Filter the entries and keep only the lines where the string "review" appears.

Saved data entries –
..........

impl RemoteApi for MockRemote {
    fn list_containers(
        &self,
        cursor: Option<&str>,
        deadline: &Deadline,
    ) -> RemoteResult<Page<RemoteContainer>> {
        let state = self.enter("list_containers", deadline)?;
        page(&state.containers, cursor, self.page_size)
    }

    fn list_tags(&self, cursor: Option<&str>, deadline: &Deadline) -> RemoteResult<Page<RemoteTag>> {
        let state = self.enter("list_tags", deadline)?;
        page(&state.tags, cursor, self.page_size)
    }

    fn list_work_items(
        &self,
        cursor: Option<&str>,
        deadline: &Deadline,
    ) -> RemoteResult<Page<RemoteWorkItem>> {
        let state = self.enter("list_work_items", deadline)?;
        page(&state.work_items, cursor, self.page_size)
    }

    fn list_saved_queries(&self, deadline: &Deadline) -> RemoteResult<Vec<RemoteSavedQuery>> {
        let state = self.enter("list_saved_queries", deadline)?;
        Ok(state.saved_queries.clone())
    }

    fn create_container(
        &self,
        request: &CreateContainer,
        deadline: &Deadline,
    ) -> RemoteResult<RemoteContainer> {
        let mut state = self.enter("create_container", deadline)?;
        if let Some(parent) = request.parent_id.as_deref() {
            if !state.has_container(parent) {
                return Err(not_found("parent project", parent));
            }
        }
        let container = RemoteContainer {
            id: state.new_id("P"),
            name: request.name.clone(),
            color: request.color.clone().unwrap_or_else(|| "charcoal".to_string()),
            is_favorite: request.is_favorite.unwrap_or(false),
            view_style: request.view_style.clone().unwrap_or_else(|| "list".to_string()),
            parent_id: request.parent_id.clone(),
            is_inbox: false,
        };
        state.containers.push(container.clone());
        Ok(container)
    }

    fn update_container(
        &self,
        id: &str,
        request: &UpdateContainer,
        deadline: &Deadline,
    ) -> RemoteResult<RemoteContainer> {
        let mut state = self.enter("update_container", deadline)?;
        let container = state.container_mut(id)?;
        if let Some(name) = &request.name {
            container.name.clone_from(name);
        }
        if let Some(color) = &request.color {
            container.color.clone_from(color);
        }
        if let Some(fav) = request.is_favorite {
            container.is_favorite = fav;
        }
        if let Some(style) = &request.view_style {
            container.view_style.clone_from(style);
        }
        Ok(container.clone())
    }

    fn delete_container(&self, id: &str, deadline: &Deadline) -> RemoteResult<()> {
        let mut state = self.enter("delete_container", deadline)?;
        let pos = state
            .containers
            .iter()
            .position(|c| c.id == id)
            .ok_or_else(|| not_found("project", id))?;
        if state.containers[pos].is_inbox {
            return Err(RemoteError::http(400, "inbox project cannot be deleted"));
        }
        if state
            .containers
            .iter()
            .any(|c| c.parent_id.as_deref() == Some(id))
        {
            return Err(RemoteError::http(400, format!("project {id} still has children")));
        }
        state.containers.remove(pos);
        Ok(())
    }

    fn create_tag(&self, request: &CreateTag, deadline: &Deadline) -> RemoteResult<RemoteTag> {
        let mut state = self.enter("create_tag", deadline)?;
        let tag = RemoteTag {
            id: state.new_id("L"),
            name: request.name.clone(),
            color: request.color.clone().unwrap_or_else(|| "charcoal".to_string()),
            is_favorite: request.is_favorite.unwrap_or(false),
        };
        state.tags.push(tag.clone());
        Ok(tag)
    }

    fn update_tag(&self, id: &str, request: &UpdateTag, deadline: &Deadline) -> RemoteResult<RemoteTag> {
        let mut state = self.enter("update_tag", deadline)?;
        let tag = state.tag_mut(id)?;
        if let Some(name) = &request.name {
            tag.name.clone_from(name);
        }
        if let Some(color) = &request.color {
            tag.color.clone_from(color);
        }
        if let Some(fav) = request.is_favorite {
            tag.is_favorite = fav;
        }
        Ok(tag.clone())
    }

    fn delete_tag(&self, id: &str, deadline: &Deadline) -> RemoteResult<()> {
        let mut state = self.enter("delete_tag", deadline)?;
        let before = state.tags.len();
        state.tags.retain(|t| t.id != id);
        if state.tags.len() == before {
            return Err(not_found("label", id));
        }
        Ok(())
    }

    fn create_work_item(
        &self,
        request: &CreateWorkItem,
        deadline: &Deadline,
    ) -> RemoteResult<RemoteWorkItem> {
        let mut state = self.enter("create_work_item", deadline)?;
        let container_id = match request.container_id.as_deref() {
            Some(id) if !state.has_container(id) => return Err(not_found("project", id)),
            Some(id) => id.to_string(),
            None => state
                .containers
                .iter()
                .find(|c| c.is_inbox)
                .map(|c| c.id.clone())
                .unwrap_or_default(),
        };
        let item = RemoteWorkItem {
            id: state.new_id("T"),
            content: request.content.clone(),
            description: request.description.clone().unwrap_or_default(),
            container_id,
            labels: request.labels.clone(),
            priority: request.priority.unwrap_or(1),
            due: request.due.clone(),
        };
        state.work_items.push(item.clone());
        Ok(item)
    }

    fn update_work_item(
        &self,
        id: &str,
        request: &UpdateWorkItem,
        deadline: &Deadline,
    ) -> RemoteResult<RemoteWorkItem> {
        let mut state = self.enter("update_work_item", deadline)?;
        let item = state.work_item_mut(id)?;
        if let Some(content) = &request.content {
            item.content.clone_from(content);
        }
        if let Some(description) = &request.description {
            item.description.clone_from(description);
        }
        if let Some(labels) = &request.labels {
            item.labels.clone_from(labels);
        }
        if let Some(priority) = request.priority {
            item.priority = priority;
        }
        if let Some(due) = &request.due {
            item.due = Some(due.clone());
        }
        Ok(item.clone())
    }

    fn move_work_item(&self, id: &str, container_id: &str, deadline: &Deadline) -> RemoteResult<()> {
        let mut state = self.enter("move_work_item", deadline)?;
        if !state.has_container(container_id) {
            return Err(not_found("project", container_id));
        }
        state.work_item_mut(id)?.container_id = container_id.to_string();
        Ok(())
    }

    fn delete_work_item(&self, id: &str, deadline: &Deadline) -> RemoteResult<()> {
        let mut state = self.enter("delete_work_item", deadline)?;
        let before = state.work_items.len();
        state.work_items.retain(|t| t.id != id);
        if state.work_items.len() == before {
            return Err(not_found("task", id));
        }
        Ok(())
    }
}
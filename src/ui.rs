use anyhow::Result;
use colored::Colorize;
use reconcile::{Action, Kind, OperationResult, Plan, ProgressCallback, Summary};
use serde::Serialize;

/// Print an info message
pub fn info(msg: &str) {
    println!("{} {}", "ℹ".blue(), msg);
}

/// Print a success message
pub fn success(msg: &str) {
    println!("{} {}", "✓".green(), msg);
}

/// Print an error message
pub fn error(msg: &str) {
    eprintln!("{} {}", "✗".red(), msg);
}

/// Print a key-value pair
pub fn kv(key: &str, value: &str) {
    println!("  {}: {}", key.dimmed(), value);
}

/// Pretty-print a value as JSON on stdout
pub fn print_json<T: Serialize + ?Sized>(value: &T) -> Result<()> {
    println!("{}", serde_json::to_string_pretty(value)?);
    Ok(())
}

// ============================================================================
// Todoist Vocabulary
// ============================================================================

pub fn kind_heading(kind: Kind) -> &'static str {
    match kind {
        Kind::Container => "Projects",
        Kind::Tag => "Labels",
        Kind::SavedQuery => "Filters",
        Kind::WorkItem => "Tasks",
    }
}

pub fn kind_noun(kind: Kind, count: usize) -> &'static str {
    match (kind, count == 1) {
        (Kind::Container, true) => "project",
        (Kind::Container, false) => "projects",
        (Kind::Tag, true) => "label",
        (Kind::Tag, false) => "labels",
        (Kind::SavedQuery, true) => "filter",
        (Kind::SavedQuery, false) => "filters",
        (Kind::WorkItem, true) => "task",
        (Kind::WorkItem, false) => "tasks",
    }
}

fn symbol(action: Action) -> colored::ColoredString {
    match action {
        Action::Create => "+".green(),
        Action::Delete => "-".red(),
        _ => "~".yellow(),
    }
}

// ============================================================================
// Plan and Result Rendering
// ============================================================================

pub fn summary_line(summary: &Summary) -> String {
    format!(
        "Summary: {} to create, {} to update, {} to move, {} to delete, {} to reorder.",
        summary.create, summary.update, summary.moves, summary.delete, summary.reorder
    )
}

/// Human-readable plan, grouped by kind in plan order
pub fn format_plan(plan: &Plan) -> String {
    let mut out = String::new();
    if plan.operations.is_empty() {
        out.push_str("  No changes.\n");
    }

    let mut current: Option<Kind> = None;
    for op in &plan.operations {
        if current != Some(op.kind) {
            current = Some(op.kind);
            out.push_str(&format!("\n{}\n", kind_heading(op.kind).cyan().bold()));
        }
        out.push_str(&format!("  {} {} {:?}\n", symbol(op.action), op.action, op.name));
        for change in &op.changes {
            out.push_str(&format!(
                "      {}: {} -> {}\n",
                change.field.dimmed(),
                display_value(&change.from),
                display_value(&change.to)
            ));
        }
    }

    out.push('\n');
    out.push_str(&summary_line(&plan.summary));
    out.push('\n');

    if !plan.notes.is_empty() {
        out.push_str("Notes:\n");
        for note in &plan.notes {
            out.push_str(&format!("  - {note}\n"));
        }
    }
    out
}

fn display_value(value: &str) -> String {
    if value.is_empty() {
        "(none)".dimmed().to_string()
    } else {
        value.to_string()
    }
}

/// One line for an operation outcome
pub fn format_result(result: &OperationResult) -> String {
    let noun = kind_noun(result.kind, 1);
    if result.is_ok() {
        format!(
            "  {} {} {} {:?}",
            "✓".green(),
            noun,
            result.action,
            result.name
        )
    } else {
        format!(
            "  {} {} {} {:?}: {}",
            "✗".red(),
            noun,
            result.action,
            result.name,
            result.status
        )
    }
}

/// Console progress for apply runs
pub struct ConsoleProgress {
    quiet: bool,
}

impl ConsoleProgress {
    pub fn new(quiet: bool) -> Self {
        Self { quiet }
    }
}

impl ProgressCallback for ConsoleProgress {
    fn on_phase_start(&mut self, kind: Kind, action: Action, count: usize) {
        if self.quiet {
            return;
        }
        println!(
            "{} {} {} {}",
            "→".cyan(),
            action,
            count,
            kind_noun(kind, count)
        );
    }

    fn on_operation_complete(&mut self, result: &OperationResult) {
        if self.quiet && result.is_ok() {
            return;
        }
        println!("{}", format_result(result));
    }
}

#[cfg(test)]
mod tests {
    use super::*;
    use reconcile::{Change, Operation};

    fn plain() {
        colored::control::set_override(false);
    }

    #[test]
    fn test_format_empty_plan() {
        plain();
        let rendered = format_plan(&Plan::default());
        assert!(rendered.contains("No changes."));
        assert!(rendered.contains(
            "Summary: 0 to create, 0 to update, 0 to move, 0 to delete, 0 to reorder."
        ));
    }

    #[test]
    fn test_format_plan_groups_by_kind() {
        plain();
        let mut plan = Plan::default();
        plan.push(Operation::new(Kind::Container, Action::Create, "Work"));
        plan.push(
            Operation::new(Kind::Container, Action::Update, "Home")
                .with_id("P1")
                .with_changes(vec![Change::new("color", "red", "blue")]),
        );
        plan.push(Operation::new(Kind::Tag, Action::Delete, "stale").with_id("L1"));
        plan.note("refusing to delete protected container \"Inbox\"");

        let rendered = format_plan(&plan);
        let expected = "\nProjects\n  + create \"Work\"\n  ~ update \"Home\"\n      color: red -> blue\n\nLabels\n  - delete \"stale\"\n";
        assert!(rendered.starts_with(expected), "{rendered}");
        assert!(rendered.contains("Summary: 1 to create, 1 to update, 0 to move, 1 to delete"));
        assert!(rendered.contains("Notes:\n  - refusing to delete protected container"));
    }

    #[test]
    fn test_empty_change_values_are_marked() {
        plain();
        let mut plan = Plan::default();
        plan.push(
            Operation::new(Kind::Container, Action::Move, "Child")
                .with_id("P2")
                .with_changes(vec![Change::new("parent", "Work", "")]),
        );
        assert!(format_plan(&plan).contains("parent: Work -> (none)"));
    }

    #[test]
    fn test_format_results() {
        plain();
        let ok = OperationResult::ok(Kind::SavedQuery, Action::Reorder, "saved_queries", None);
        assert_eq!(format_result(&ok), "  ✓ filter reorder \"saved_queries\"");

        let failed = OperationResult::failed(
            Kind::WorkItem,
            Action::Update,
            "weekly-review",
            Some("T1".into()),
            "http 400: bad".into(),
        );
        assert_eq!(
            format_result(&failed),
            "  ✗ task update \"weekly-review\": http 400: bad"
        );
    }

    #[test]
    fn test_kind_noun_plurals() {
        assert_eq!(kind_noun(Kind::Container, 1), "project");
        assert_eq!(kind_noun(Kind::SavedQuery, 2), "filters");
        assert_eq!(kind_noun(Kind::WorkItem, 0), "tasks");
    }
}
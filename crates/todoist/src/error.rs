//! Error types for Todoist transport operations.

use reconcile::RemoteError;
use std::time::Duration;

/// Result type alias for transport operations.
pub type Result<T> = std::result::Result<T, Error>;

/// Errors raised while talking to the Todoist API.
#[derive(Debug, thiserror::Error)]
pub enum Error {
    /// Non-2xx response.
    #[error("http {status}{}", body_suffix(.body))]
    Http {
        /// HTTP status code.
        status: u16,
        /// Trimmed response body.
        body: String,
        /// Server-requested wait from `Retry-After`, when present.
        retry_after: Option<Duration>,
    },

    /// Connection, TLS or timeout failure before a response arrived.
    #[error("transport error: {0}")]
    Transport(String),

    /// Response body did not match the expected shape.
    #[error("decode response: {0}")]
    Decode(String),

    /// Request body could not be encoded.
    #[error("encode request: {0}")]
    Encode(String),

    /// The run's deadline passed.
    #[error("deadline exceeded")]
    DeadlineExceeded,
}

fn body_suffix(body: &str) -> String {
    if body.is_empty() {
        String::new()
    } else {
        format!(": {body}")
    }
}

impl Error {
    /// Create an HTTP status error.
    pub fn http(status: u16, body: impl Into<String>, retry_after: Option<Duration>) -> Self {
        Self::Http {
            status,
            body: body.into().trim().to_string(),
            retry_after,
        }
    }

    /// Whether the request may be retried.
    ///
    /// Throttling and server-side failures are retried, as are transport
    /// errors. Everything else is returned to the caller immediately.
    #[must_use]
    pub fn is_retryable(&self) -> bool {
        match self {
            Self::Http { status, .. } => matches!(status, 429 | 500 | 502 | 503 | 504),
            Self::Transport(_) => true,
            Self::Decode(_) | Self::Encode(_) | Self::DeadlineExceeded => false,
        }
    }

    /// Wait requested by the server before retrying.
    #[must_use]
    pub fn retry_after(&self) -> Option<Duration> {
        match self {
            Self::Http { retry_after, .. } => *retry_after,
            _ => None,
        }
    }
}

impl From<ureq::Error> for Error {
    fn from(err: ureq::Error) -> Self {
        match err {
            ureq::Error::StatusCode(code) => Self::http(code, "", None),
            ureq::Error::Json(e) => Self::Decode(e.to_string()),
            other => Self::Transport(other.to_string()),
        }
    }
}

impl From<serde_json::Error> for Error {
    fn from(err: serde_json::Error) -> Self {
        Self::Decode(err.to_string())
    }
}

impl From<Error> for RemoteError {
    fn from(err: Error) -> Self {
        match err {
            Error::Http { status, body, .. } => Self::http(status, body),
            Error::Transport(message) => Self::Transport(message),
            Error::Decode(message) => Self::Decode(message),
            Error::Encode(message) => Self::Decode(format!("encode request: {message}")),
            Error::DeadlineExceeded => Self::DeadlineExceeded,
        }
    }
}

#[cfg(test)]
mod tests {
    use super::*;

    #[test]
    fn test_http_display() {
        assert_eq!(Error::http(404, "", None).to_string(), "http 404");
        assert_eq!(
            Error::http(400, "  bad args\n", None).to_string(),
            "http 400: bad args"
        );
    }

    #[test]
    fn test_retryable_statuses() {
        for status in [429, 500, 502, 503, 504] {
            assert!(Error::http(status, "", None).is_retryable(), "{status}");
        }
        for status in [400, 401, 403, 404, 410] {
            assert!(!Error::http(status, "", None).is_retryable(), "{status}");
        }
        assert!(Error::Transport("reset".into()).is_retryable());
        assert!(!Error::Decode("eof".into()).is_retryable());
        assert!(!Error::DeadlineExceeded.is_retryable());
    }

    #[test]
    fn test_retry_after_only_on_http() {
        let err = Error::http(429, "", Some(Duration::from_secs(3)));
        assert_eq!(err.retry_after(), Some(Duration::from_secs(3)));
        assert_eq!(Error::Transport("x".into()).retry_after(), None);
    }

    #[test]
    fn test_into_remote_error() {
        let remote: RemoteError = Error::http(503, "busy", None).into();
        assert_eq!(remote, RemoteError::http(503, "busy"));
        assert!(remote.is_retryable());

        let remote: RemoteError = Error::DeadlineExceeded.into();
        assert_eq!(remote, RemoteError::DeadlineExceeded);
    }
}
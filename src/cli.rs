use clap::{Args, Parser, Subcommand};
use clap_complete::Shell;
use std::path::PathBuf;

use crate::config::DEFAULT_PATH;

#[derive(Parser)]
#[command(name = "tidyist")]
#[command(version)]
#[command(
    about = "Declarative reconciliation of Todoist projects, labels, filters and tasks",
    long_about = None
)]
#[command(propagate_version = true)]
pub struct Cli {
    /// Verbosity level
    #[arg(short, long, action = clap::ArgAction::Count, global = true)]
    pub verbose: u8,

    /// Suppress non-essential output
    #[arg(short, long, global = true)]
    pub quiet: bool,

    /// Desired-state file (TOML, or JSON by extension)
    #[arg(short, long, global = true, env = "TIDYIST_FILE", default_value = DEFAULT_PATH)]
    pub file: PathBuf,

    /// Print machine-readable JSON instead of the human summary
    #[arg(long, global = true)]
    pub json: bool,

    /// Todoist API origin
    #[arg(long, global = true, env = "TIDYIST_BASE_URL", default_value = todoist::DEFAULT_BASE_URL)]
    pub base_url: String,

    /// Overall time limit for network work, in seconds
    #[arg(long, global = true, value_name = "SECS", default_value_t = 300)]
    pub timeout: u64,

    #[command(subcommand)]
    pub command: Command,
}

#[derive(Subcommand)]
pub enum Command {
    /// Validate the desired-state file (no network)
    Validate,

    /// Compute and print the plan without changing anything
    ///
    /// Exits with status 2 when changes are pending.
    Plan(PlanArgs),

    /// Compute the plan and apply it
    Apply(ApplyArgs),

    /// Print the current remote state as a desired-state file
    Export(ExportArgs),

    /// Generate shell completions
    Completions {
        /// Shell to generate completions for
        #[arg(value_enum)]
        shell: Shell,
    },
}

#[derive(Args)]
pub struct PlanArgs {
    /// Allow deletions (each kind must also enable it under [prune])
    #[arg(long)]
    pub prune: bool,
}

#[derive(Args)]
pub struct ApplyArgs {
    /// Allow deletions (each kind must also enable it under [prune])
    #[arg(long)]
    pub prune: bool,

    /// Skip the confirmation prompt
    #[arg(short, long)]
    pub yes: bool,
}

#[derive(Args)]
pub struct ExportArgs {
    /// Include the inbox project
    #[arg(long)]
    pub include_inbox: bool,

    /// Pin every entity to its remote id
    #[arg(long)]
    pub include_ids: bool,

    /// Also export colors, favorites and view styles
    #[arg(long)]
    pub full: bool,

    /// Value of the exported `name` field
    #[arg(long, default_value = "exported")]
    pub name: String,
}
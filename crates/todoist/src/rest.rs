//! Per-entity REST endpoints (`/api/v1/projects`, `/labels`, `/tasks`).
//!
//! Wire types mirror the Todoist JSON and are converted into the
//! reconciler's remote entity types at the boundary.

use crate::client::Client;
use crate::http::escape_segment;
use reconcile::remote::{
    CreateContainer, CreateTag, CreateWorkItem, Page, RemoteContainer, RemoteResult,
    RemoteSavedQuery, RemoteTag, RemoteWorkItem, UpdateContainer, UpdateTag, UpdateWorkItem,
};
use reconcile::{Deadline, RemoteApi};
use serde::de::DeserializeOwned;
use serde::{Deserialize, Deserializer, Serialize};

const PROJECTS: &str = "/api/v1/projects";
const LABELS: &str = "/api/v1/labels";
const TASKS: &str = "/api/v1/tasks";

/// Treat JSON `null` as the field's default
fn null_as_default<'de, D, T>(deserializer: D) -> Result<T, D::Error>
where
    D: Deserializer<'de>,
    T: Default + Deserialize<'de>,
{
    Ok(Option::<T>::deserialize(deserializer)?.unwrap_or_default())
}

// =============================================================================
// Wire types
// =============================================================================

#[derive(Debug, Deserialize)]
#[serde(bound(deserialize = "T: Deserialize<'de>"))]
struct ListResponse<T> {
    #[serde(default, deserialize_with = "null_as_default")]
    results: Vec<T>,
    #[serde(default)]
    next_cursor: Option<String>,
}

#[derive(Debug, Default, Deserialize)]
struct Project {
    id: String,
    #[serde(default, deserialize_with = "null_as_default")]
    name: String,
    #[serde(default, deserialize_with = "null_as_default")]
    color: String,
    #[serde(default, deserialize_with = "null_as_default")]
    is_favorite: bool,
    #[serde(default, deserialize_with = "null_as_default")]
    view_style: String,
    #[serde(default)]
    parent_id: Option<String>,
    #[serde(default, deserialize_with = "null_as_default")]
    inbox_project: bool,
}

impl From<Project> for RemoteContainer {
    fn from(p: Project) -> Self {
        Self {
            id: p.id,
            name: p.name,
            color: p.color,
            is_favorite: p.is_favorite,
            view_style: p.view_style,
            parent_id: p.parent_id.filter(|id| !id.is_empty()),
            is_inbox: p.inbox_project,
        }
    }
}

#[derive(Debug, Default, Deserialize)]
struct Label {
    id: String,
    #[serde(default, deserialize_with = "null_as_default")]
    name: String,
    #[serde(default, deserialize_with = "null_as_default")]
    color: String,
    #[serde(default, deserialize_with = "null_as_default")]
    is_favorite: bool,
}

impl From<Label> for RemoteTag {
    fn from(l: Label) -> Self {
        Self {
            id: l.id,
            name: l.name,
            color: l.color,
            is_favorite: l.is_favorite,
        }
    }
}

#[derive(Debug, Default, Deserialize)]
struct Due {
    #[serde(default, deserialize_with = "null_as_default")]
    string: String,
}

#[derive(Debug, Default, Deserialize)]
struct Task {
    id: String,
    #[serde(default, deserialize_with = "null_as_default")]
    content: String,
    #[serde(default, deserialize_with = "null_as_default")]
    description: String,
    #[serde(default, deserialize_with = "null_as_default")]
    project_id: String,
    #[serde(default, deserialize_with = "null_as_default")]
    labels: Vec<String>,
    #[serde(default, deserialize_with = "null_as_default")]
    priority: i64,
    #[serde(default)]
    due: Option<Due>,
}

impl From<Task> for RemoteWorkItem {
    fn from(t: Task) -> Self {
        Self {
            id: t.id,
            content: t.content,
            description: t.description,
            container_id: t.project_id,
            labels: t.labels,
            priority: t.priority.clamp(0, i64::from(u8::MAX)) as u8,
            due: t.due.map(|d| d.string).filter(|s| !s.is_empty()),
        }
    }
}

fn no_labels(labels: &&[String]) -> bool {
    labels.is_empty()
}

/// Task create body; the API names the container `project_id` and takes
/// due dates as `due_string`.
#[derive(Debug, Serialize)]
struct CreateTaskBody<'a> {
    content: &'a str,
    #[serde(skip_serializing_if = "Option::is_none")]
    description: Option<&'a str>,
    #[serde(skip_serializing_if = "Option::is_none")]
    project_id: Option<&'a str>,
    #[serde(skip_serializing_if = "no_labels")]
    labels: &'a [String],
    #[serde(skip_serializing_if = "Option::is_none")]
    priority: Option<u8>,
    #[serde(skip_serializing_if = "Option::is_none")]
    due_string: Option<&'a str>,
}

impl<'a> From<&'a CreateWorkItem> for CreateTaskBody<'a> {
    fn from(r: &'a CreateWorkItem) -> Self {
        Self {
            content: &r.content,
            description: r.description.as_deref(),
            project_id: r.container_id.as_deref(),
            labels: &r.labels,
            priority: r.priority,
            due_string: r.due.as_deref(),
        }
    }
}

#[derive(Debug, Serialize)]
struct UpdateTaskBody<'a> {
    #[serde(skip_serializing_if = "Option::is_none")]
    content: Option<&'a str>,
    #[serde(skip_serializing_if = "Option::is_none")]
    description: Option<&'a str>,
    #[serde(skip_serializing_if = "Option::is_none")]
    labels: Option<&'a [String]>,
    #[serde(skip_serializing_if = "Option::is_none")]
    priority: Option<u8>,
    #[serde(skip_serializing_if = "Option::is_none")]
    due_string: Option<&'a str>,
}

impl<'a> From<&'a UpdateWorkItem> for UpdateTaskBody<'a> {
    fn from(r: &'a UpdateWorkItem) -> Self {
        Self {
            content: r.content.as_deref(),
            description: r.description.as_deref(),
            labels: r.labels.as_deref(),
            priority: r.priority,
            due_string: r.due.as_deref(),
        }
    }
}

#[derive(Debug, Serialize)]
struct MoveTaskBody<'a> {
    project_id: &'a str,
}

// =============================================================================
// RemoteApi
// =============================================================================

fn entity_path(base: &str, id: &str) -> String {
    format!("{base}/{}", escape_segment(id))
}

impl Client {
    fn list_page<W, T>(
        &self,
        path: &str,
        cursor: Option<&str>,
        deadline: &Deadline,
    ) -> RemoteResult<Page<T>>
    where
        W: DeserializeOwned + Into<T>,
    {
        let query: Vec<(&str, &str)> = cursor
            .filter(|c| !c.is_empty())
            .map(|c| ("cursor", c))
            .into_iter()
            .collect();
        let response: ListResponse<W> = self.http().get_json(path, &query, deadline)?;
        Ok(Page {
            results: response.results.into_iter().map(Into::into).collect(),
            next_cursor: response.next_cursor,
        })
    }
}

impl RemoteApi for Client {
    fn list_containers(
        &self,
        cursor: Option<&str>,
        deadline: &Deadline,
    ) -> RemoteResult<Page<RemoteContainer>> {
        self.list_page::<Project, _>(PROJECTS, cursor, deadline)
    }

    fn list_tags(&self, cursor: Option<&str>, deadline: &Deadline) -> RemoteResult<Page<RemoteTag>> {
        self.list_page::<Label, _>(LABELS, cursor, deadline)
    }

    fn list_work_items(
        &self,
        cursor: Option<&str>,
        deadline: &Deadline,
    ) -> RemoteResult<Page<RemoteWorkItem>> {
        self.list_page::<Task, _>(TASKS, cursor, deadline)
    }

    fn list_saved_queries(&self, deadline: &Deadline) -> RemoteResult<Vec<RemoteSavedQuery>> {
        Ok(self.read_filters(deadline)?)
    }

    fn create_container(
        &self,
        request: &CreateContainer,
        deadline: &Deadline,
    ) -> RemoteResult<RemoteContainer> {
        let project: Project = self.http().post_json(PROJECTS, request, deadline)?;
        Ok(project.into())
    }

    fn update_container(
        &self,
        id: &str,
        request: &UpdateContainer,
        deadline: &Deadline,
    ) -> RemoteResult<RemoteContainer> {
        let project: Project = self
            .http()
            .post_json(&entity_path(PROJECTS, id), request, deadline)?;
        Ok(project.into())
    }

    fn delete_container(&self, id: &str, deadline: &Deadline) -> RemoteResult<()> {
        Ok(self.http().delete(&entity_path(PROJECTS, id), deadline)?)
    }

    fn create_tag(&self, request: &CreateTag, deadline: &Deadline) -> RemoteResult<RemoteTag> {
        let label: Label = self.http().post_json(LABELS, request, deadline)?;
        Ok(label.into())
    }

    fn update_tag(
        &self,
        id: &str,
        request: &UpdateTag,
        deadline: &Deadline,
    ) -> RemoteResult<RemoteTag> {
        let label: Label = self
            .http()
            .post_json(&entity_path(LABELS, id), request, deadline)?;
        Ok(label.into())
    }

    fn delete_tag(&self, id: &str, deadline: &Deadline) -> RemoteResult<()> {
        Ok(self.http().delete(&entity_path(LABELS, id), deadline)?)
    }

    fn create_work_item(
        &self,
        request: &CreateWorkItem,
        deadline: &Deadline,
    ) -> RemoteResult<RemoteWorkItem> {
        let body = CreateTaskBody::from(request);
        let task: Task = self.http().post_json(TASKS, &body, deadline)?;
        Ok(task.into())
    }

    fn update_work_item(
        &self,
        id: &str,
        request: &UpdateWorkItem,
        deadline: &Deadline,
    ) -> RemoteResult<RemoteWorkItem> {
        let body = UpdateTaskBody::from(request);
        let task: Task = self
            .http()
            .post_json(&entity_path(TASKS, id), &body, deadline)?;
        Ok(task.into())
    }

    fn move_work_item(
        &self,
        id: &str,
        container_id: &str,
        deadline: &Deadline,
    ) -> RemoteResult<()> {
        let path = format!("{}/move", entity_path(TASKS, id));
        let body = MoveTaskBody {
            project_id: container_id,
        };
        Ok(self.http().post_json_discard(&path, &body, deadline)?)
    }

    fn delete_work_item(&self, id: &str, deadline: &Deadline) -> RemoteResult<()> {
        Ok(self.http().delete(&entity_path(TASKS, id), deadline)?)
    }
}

..........

Response area –
            "weekly-review",
            "  ✗ task update \"weekly-review\": http 400: bad"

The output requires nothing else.